When using Claude Code with Kimi K2P6 via Fireworks AI, tool calls fail because Fireworks rejects JSON Schema properties containing 'default: null' and 'title' fields inside tool parameter definitions. drop_params: true is set but has no effect on nested fields. Issue is very recent (opened 2026-05-13).

Common causes

  • LiteLLM proxy users routing to Fireworks AI encounter tool call failures when JSON Schema properties contain 'default: null' and 'title' fields. The drop_params setting only strips top-level unsupported parameters but fails to sanitize nested fields within tool JSON Schema, breaking AI coding tool integrations that use Claude Code.
  • When using Claude Code with Kimi K2P6 via Fireworks AI, tool calls fail because Fireworks rejects JSON Schema properties containing 'default: null' and 'title' fields inside tool parameter definitions. drop_params: true is set but has no effect on nested fields. Issue is very recent (opened 2026-05-13).

Quick fixes

  1. Confirm the exact error signature matches Fireworks AI rejects tool schemas with "default": null — drop_params doesn't sanitize nested schemas.
  2. Check the LiteLLM account, local tool state, and provider configuration involved in the failing workflow.
  3. Compare the failing environment with a known working setup, then change one configuration value at a time.

Platform/tool-specific checks

  • Verify the command, editor, extension, or API client that produced the error.
  • Compare local settings with CI, deployment, or editor-level settings when the error appears in only one environment.
  • Avoid deleting credentials, local model data, or project settings until the failing scope is clear.
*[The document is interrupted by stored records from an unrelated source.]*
//! Three-batch push.
//!
//! The API assigns real ids to new tabs, headers/footers, and footnotes only
//! in the response of the batch that created them, so any request referencing
//! such an id must go in a later batch:
//!
//! - batch 1a: `addDocumentTab` → synthetic tab id → real tab id
//! - batch 1b: `createHeader`/`createFooter` (tab ids rewritten) → real
//!   header/footer ids
//! - batch 2: everything except footnote content (segment/tab ids rewritten);
//!   `createFootnote` replies map placeholder footnote ids to real ids
//! - batch 3: footnote content, prefixed by a delete of each new footnote's
//!   server-created default paragraph
//!
//! The batches form a logical transaction that the server does NOT make
//! atomic; a failure in a later batch leaves earlier batches applied.

use std::collections::{HashMap, HashSet};
use std::path::Path;

use chrono::{DateTime, Utc};
use serde::{Deserialize, Serialize};
use serde_json::{json, Value};

use gdoc_diff::ChangeNode;
use gdoc_model::{BlockParser, DocFolder, DocumentBlock, Result, SegmentType};
use gdoc_requests::{extract_placeholder_footnote_ids, separate_by_segment_ids};

use crate::engine::DiffEngine;
use crate::transport::Transport;

/// Result of a push operation.
#[derive(Debug, Clone, Serialize, Deserialize)]
pub struct PushResult {
    pub success: bool,
    pub document_id: String,
    /// Requests applied; on failure, the count from the batches that did
    /// complete.
    pub changes_applied: usize,
    pub message: String,
    pub applied_at: DateTime<Utc>,
}

#[derive(Default)]
struct IdMaps {
    tab: HashMap<String, String>,
    header: HashMap<String, String>,
    footer: HashMap<String, String>,
}

/// Drives the diff engine and executes the resulting requests in dependent
/// batches against a [`Transport`].
pub struct PushOrchestrator;

impl PushOrchestrator {
    /// Run the diff on a document folder without pushing.
    pub fn diff_folder(&self, folder: &Path) -> Result<(String, Vec<Value>, ChangeNode)> {
        let doc = DocFolder::load(folder)?;
        let (requests, tree) = DiffEngine.diff(
            &doc.pristine_xml,
            &doc.current_xml,
            doc.pristine_styles.as_deref(),
            doc.current_styles.as_deref(),
        )?;
        Ok((doc.document_id, requests, tree))
    }

    /// Push local changes from a folder using the 3-batch strategy.
    pub fn push(&self, folder: &Path, transport: &mut dyn Transport) -> Result<PushResult> {
        let doc = DocFolder::load(folder)?;
        self.push_folder(&doc, transport)
    }

    /// Push an already-loaded folder.
    pub fn push_folder(
        &self,
        doc: &DocFolder,
        transport: &mut dyn Transport,
    ) -> Result<PushResult> {
        let (requests, _tree) = DiffEngine.diff(
            &doc.pristine_xml,
            &doc.current_xml,
            doc.pristine_styles.as_deref(),
            doc.current_styles.as_deref(),
        )?;

        if requests.is_empty() {
            return Ok(PushResult {
                success: true,
                document_id: doc.document_id.clone(),
                changes_applied: 0,
                message: "No changes to apply".to_string(),
                applied_at: Utc::now(),
            });
        }

        let total = requests.len();
        let mut applied = 0usize;
        let outcome = self.run_batches(doc, requests, transport, &mut applied);

        Ok(match outcome {
            Ok(()) => PushResult {
                success: true,
                document_id: doc.document_id.clone(),
                changes_applied: total,
                message: format!("Applied {total} changes"),
                applied_at: Utc::now(),
            },
            Err(err) => {
                tracing::error!(target: "push", %err, applied, "push aborted");
                PushResult {
                    success: false,
                    document_id: doc.document_id.clone(),
                    changes_applied: applied,
                    message: err.to_string(),
                    applied_at: Utc::now(),
                }
            }
        })
    }

    fn run_batches(
        &self,
        doc: &DocFolder,
        requests: Vec<Value>,
        transport: &mut dyn Transport,
        applied: &mut usize,
    ) -> Result<()> {
        let document_id = doc.document_id.as_str();

        // --- Classify requests into dependent batches ---
        let mut tab_creates: Vec<Value> = Vec::new();
        let mut hf_creates: Vec<Value> = Vec::new();
        let mut other: Vec<Value> = Vec::new();
        for request in requests {
            if request.get("addDocumentTab").is_some() {
                tab_creates.push(request);
            } else if request.get("createHeader").is_some()
                || request.get("createFooter").is_some()
            {
                hf_creates.push(request);
            } else {
                other.push(request);
            }
        }

        // New segment/tab ids: set difference between the parsed documents.
        let parser = BlockParser;
        let pristine_doc = parser.parse(&doc.pristine_xml)?;
        let current_doc = parser.parse(&doc.current_xml)?;
        let new_headers = new_segment_ids(&pristine_doc, &current_doc, SegmentType::Header);
        let new_footers = new_segment_ids(&pristine_doc, &current_doc, SegmentType::Footer);
        let new_tab_ids = new_tab_ids(&pristine_doc, &current_doc);

        let mut maps = IdMaps::default();

        // --- Batch 1a: tab creation → capture real tab ids ---
        if !tab_creates.is_empty() {
            tracing::info!(target: "push", count = tab_creates.len(), "batch 1a: tabs");
            let response = transport.batch_update(document_id, &tab_creates)?;
            *applied += tab_creates.len();
            let mut t_idx = 0;
            for reply in replies(&response) {
                if let Some(add_tab) = reply.get("addDocumentTab") {
                    if let Some(real_id) = add_tab
                        .get("tabProperties")
                        .and_then(|p| p.get("tabId"))
                        .and_then(Value::as_str)
                    {
                        if t_idx < new_tab_ids.len() {
                            maps.tab.insert(new_tab_ids[t_idx].clone(), real_id.to_string());
                        }
                    }
                    t_idx += 1;
                }
            }
        }

        // --- Batch 1b: header/footer creation (tab ids rewritten) ---
        if !hf_creates.is_empty() {
            if !maps.tab.is_empty() {
                for request in &mut hf_creates {
                    rewrite_ids(request, &maps, None);
                }
            }
            tracing::info!(target: "push", count = hf_creates.len(), "batch 1b: headers/footers");
            let response = transport.batch_update(document_id, &hf_creates)?;
            *applied += hf_creates.len();
            let mut h_idx = 0;
            let mut f_idx = 0;
            for reply in replies(&response) {
                if let Some(real_id) = reply
                    .get("createHeader")
                    .and_then(|c| c.get("headerId"))
                    .and_then(Value::as_str)
                {
                    if h_idx < new_headers.len() {
                        maps.header.insert(new_headers[h_idx].clone(), real_id.to_string());
                    }
                    h_idx += 1;
                }
                if let Some(real_id) = reply
                    .get("createFooter")
                    .and_then(|c| c.get("footerId"))
                    .and_then(Value::as_str)
                {
                    if f_idx < new_footers.len() {
                        maps.footer.insert(new_footers[f_idx].clone(), real_id.to_string());
                    }
                    f_idx += 1;
                }
            }
        }

        if !maps.tab.is_empty() || !maps.header.is_empty() || !maps.footer.is_empty() {
            for request in &mut other {
                rewrite_ids(request, &maps, None);
            }
        }

        // --- Batch 2: main content + createFootnote ---
        let (other, footnote_placeholders) = extract_placeholder_footnote_ids(other);
        let placeholder_set: HashSet<String> = footnote_placeholders
            .iter()
            .filter(|p| !p.is_empty())
            .cloned()
            .collect();
        let (main_requests, mut footnote_requests) =
            separate_by_segment_ids(other, &placeholder_set);

        // Placeholder → tab id, for the batch-3 cleanup ranges.
        let mut footnote_tab_ids: HashMap<String, String> = HashMap::new();
        let mut placeholder_iter = footnote_placeholders.iter();
        for request in &main_requests {
            if let Some(create) = request.get("createFootnote") {
                let tab_id = create
                    .get("location")
                    .and_then(|l| l.get("tabId"))
                    .and_then(Value::as_str)
                    .unwrap_or_default();
                if let Some(placeholder) = placeholder_iter.next() {
                    if !placeholder.is_empty() {
                        footnote_tab_ids.insert(placeholder.clone(), tab_id.to_string());
                    }
                }
            }
        }

        let mut footnote_id_map: HashMap<String, String> = HashMap::new();
        if !main_requests.is_empty() {
            tracing::info!(target: "push", count = main_requests.len(), "batch 2: main content");
            let response = transport.batch_update(document_id, &main_requests)?;
            *applied += main_requests.len();
            let mut fn_idx = 0;
            for reply in replies(&response) {
                if let Some(create) = reply.get("createFootnote") {
                    if let Some(real_id) = create.get("footnoteId").and_then(Value::as_str) {
                        if let Some(placeholder) = footnote_placeholders.get(fn_idx) {
                            if !placeholder.is_empty() {
                                footnote_id_map.insert(placeholder.clone(), real_id.to_string());
                            }
                        }
                    }
                    fn_idx += 1;
                }
            }
        }

        // --- Batch 3: footnote content ---
        if !footnote_requests.is_empty() {
            for request in &mut footnote_requests {
                rewrite_ids(request, &maps, Some(&footnote_id_map));
            }

            // The server seeds each new footnote with a default paragraph;
            // remove it before inserting the real content.
            let mut cleanup: Vec<Value> = Vec::new();
            for placeholder in &footnote_placeholders {
                if placeholder.is_empty() {
                    continue;
                }
                let real_id = footnote_id_map
                    .get(placeholder)
                    .map(String::as_str)
                    .unwrap_or(placeholder);
                let mut range = json!({
                    "segmentId": real_id,
                    "startIndex": 0,
                    "endIndex": 1,
                });
                if let Some(tab_id) = footnote_tab_ids.get(placeholder) {
                    if !tab_id.is_empty() {
                        range["tabId"] = json!(tab_id);
                    }
                }
                cleanup.push(json!({ "deleteContentRange": { "range": range } }));
            }

            let batch: Vec<Value> = cleanup.into_iter().chain(footnote_requests).collect();
            tracing::info!(target: "push", count = batch.len(), "batch 3: footnote content");
            transport.batch_update(document_id, &batch)?;
            *applied += batch.len();
        }

        Ok(())
    }
}

fn replies(response: &Value) -> &[Value] {
    response
        .get("replies")
        .and_then(Value::as_array)
        .map(Vec::as_slice)
        .unwrap_or_default()
}

/// Segment ids of the given type present in current but not in pristine,
/// in current-document order.
fn new_segment_ids(
    pristine: &DocumentBlock,
    current: &DocumentBlock,
    segment_type: SegmentType,
) -> Vec<String> {
    let pristine_ids: HashSet<&str> = pristine
        .tabs
        .iter()
        .flat_map(|t| t.segments.iter())
        .filter(|s| s.segment_type == segment_type)
        .map(|s| s.segment_id.as_str())
        .collect();

    current
        .tabs
        .iter()
        .flat_map(|t| t.segments.iter())
        .filter(|s| s.segment_type == segment_type)
        .filter(|s| !pristine_ids.contains(s.segment_id.as_str()))
        .map(|s| s.segment_id.clone())
        .collect()
}

fn new_tab_ids(pristine: &DocumentBlock, current: &DocumentBlock) -> Vec<String> {
    let pristine_ids: HashSet<&str> = pristine.tabs.iter().map(|t| t.tab_id.as_str()).collect();
    current
        .tabs
        .iter()
        .filter(|t| !pristine_ids.contains(t.tab_id.as_str()))
        .map(|t| t.tab_id.clone())
        .collect()
}

/// Rewrite synthetic `segmentId`/`tabId` values to their server-assigned
/// counterparts, recursively.
fn rewrite_ids(value: &mut Value, maps: &IdMaps, footnote_map: Option<&HashMap<String, String>>) {
    match value {
        Value::Object(map) => {
            for (key, child) in map.iter_mut() {
                let replacement = match key.as_str() {
                    "segmentId" => child.as_str().and_then(|s| {
                        maps.header
                            .get(s)
                            .or_else(|| maps.footer.get(s))
                            .or_else(|| footnote_map.and_then(|m| m.get(s)))
                            .cloned()
                    }),
                    "tabId" => child.as_str().and_then(|s| maps.tab.get(s).cloned()),
                    _ => None,
                };
                if let Some(real_id) = replacement {
                    *child = Value::String(real_id);
                } else {
                    rewrite_ids(child, maps, footnote_map);
                }
            }
        }
        Value::Array(items) => {
            for item in items {
                rewrite_ids(item, maps, footnote_map);
            }
        }
        _ => {}
    }
}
Step-by-step troubleshooting

  1. Capture the exact error message and the command, editor action, or request that triggered it.
  2. Check whether the failure is account/auth, quota/rate, model/provider, local runtime, or deployment configuration.
  3. Review the source evidence below and compare it with your environment.
  4. Apply one change at a time and rerun the smallest failing action.
  5. Keep the working fix documented for the team or deployment environment.

How to prevent it

  • Keep provider/tool configuration documented.
  • Record non-secret diagnostics such as tool version, provider name, model name, and command path.
  • Add a lightweight check before CI or production workflows depend on the tool.